BayesianOptimization repo: [BayesianOptimization Github Link](https://github.com/fmfn/BayesianOptimization)

Bayesian optimization works by constructing a posterior distribution of functions (gaussian process) that best describes the function you want to optimize. As the number of observations grows, the posterior distribution improves, and the algorithm becomes more certain of which regions in parameter space are worth exploring and which are not, as seen in the picture below.

![BayesianOptimization in action](https://github.com/fmfn/BayesianOptimization/blob/master/examples/bo_example.png)

As you iterate over and over, the algorithm balances its needs of exploration and exploitation taking into account what it knows about the target function.

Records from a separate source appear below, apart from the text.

//! Selectors that always return the same proxy

use super::ProxySelector;
use crate::error::FormatError;
use crate::proxy::{parse_proxy_address, Proxy, ProxyList};
use crate::uri::RequestUri;
use std::sync::Arc;

/// Always returns one HTTP proxy, whatever the URI's scheme
#[derive(Debug, Clone)]
pub struct FixedProxySelector {
    proxies: ProxyList,
}

impl FixedProxySelector {
    pub fn new(host: impl Into<String>, port: u16) -> Self {
        Self::from_proxy(Proxy::http(host, port))
    }

    pub fn from_proxy(proxy: Proxy) -> Self {
        Self {
            proxies: Arc::from([proxy]),
        }
    }

    pub fn proxy(&self) -> &Proxy {
        &self.proxies[0]
    }
}

impl ProxySelector for FixedProxySelector {
    fn select(&self, _uri: &RequestUri) -> ProxyList {
        Arc::clone(&self.proxies)
    }
}

/// Always returns one SOCKS proxy
#[derive(Debug, Clone)]
pub struct FixedSocksSelector {
    proxies: ProxyList,
}

impl FixedSocksSelector {
    pub fn new(host: impl Into<String>, port: u16) -> Self {
        Self {
            proxies: Arc::from([Proxy::socks(host, port)]),
        }
    }

    pub fn proxy(&self) -> &Proxy {
        &self.proxies[0]
    }
}

impl ProxySelector for FixedSocksSelector {
    fn select(&self, _uri: &RequestUri) -> ProxyList {
        Arc::clone(&self.proxies)
    }
}

/// Build an HTTP selector from `scheme://host:port/`, failing on malformed
/// input
pub fn try_parse_proxy_settings(spec: &str) -> Result<FixedProxySelector, FormatError> {
    let (host, port) = parse_proxy_address(spec)?;
    Ok(FixedProxySelector::new(host, port))
}

/// Lenient form of [`try_parse_proxy_settings`]: empty input gives `None`
/// silently, malformed input gives `None` with a warning.
pub fn parse_proxy_settings(spec: &str) -> Option<FixedProxySelector> {
    if spec.trim().is_empty() {
        return None;
    }
    match try_parse_proxy_settings(spec) {
        Ok(selector) => Some(selector),
        Err(e) => {
            tracing::warn!("Ignoring proxy setting: {}", e);
            None
        }
    }
}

At each step a Gaussian Process is fitted to the known samples (points previously explored), and the posterior distribution, combined with a exploration strategy (such as UCB (Upper Confidence Bound), or EI (Expected Improvement)), are used to determine the next point that should be explored (see the gif below).

![BayesianOptimization in action](https://github.com/fmfn/BayesianOptimization/blob/master/examples/bayesian_optimization.gif)

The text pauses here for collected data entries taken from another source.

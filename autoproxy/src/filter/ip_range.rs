//! CIDR range filter for IPv4 and IPv6

use crate::error::FormatError;
use crate::uri::RequestUri;
use ipnet::IpNet;
use std::net::{IpAddr, ToSocketAddrs};
use std::str::FromStr;

/// Matches URIs whose host is, or resolves to, an address inside a range.
///
/// The range is stored as its network address, so `127.0.0.1/8` behaves
/// exactly like `127.0.0.0/8`.
#[derive(Debug, Clone, Copy, PartialEq, Eq)]
pub struct IpRangeFilter {
    network: IpNet,
}

impl IpRangeFilter {
    /// Build a filter from `<address>/<prefix length>`
    pub fn new(range: &str) -> Result<Self, FormatError> {
        let network = IpNet::from_str(range.trim()).map_err(|_| FormatError::InvalidIpRange {
            range: range.to_string(),
        })?;
        Ok(Self {
            network: network.trunc(),
        })
    }

    /// Check that `candidate` is a well-formed `address/prefix` string
    /// without resolving anything
    pub fn is_valid(candidate: &str) -> bool {
        candidate.contains('/') && IpNet::from_str(candidate).is_ok()
    }

    pub fn network(&self) -> IpNet {
        self.network
    }

    pub fn base_address(&self) -> IpAddr {
        self.network.network()
    }

    pub fn prefix_len(&self) -> u8 {
        self.network.prefix_len()
    }

    /// Compare the high `prefix_len` bits of `addr` with the range.
    /// Addresses of the other family never match.
    pub fn contains(&self, addr: IpAddr) -> bool {
        self.network.contains(&addr)
    }

    pub fn accept(&self, uri: &RequestUri) -> bool {
        resolve_host(uri).into_iter().any(|addr| self.contains(addr))
    }
}

/// Literal host address, or the result of a DNS lookup for host names.
/// Lookup failures yield no addresses.
fn resolve_host(uri: &RequestUri) -> Vec<IpAddr> {
    if let Some(addr) = uri.ip_addr() {
        return vec![addr];
    }
    let Some(host) = uri.host() else {
        return Vec::new();
    };
    match (host, 0).to_socket_addrs() {
        Ok(addrs) => addrs.map(|sa| sa.ip()).collect(),
        Err(e) => {
            tracing::debug!("Could not resolve {} for IP range check: {}", host, e);
            Vec::new()
        }
    }
}

#[cfg(test)]
mod tests {
    use super::*;
    use std::net::{Ipv4Addr, Ipv6Addr};

    #[test]
    fn test_is_valid_ipv4() {
        for valid in ["127.0.0.1/8", "127.0.0.1/32", "255.255.255.255/32", "0.0.0.0/0"] {
            assert!(IpRangeFilter::is_valid(valid), "should accept {}", valid);
        }
        for invalid in [
            "127.0.0.1",
            "localhost",
            "http://www.sick.de",
            "test.sick.de",
            "400.400.400.400",
            "400.400.400.400/8",
            "127.0.0.1/33",
            "127.0.0.*",
            "127.0.0.*/8",
            "www.test.com/8",
            "127.0.0.1/33.html",
            "127.0.0.1/abc",
            "",
        ] {
            assert!(!IpRangeFilter::is_valid(invalid), "should reject {}", invalid);
        }
    }

    #[test]
    fn test_is_valid_ipv6() {
        assert!(IpRangeFilter::is_valid("2001:db8::/32"));
        assert!(IpRangeFilter::is_valid("0::0/0"));
        assert!(IpRangeFilter::is_valid("2001:db8::/128"));
        assert!(!IpRangeFilter::is_valid("2001:zb8::/32"));
        assert!(!IpRangeFilter::is_valid("2001:db8::/129"));
        assert!(!IpRangeFilter::is_valid("2001:db8::"));
    }

    #[test]
    fn test_new_rejects_invalid_range() {
        assert_eq!(
            IpRangeFilter::new("127.0.0.1/33"),
            Err(FormatError::InvalidIpRange {
                range: "127.0.0.1/33".to_string()
            })
        );
    }

    #[test]
    fn test_host_bits_are_masked() {
        let filter = IpRangeFilter::new("127.0.0.1/8").unwrap();
        assert_eq!(filter.base_address(), IpAddr::V4(Ipv4Addr::new(127, 0, 0, 0)));
        assert_eq!(filter.prefix_len(), 8);
        assert_eq!(filter.network().to_string(), "127.0.0.0/8");
        assert!(filter.contains(IpAddr::V4(Ipv4Addr::new(127, 200, 3, 4))));
        assert!(!filter.contains(IpAddr::V4(Ipv4Addr::new(128, 0, 0, 1))));
    }

    #[test]
    fn test_ipv4_range_accept() {
        let filter = IpRangeFilter::new("192.168.0.0/24").unwrap();
        assert!(filter.accept(&RequestUri::parse("http://192.168.0.100:81/test.data")));
        assert!(!filter.accept(&RequestUri::parse("http://192.168.1.100:81/test.data")));
    }

    #[test]
    fn test_zero_prefix_accepts_every_ipv4_address() {
        let filter = IpRangeFilter::new("0.0.0.0/0").unwrap();
        assert!(filter.contains(IpAddr::V4(Ipv4Addr::new(1, 2, 3, 4))));
        assert!(filter.contains(IpAddr::V4(Ipv4Addr::new(255, 255, 255, 255))));
        assert!(!filter.contains(IpAddr::V6(Ipv6Addr::LOCALHOST)));
    }

    #[test]
    fn test_ipv6_range_accept() {
        let filter = IpRangeFilter::new("2001:4860:0:2001::/24").unwrap();
        assert!(filter.accept(&RequestUri::parse("http://[2001:4860:0:2001::68]:81/test.data")));
        assert!(!filter.accept(&RequestUri::parse("http://[3001:4860:0:2001::68]:81/test.data")));
    }

    #[test]
    fn test_family_mismatch_does_not_match() {
        let filter = IpRangeFilter::new("::/0").unwrap();
        assert!(!filter.accept(&RequestUri::parse("http://10.0.0.1/")));
    }

    #[test]
    fn test_missing_host_does_not_match() {
        let filter = IpRangeFilter::new("0.0.0.0/0").unwrap();
        assert!(!filter.accept(&RequestUri::parse("")));
    }
}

This process is designed to minimize the number of steps required to find a combination of parameters that are close to the optimal combination. To do so, this method uses a proxy optimization problem (finding the maximum of the acquisition function) that, albeit still a hard problem, is cheaper (in the computational sense) and common tools can be employed. Therefore Bayesian Optimization is most adequate for situations where sampling the function to be optimized is a very expensive endeavor. See the references for a proper discussion of this method.

In [3]:
import os
import psutil
import time
import pandas as pd
import gc
# sklearn imports
from sklearn.metrics.scorer import roc_auc_score
import lightgbm
# bayes_opt imports
from bayes_opt import BayesianOptimization

# memory
process = psutil.Process(os.getpid())
memused = process.memory_info().rss
print('Total memory in use before reading data: {:.02f} GB'.format(memused/(2**30))) 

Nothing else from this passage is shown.